Records from a data collection:
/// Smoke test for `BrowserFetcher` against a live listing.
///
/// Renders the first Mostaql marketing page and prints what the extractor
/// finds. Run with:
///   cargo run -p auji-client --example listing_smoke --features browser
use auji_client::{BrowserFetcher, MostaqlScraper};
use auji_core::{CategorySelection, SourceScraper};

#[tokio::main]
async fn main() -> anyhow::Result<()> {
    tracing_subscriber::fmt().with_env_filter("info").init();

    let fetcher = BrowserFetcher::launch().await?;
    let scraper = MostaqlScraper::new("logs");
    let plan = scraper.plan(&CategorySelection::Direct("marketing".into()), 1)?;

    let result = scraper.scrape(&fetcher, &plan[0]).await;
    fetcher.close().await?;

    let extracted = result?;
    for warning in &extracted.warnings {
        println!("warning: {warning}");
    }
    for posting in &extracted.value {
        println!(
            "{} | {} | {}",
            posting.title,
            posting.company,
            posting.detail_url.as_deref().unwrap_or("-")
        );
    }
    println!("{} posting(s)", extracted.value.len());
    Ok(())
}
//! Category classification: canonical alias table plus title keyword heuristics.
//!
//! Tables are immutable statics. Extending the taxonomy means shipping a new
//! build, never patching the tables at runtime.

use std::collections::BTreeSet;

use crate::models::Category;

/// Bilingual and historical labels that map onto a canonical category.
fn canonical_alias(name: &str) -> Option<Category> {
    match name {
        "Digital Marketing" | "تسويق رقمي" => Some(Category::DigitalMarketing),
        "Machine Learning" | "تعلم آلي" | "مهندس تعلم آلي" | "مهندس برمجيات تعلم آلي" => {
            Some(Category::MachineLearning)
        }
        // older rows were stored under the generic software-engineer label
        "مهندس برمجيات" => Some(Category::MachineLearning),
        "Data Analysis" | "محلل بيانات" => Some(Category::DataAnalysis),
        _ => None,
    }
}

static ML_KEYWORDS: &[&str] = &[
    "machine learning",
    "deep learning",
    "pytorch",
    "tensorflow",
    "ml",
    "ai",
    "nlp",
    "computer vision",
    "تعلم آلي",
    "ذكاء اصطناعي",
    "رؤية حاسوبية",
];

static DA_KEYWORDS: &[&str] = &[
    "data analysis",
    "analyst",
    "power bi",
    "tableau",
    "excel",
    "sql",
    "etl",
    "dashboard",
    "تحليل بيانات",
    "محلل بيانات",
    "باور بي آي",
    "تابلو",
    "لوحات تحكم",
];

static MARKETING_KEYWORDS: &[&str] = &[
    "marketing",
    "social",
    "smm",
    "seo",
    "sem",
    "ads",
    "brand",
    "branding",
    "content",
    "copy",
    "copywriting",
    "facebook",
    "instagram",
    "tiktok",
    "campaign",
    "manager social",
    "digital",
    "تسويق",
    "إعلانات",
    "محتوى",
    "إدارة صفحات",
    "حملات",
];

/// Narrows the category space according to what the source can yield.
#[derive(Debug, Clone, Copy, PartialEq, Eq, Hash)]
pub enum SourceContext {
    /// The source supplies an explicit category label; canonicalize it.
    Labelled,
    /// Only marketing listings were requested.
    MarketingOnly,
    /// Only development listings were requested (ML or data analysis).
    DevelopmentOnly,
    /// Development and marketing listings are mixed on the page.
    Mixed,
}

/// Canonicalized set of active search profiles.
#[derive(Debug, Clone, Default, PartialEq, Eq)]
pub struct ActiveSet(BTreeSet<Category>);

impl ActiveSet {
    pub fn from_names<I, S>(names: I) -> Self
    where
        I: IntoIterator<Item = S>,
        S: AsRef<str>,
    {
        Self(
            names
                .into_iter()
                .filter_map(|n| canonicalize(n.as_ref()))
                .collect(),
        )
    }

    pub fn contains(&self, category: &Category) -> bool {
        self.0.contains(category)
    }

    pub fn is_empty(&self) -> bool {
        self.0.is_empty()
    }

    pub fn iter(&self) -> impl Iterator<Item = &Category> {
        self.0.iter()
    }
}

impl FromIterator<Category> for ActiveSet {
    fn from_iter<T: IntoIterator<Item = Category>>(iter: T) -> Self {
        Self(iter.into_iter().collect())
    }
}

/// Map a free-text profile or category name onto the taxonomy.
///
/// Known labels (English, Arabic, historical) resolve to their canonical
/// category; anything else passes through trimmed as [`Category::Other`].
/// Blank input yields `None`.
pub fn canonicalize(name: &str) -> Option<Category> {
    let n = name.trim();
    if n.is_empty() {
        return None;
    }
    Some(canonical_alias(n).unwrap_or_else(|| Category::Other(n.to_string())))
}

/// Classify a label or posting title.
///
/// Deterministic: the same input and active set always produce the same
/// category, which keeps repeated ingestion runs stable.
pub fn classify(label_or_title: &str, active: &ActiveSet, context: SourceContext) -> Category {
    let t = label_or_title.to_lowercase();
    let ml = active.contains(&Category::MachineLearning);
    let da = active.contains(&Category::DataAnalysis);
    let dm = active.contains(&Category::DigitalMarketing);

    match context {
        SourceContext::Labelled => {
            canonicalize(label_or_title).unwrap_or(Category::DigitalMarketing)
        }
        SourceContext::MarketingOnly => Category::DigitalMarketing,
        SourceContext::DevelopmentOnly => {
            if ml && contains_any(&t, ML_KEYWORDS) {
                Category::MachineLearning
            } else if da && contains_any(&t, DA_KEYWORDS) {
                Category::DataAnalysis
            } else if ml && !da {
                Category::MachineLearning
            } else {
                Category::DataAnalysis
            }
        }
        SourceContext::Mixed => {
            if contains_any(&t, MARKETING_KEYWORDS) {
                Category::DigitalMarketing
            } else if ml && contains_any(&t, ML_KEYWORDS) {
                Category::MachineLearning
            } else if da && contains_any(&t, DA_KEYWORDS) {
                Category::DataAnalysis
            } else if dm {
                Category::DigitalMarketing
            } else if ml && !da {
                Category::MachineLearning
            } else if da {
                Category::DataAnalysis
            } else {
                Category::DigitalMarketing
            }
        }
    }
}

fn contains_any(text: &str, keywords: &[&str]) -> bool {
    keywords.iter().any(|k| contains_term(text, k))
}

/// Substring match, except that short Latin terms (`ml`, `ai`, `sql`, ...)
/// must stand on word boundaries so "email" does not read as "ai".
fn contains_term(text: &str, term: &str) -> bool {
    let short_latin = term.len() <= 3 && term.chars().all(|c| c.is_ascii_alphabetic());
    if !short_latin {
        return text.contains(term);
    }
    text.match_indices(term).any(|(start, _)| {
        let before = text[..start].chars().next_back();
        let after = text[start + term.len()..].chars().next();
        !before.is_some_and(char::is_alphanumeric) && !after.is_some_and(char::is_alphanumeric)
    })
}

WHAT YOU WILL DO » Counting only lines with the word "before" in them, say how many there are in the entries above, with no other words.

EXERCISE SOLUTION » 2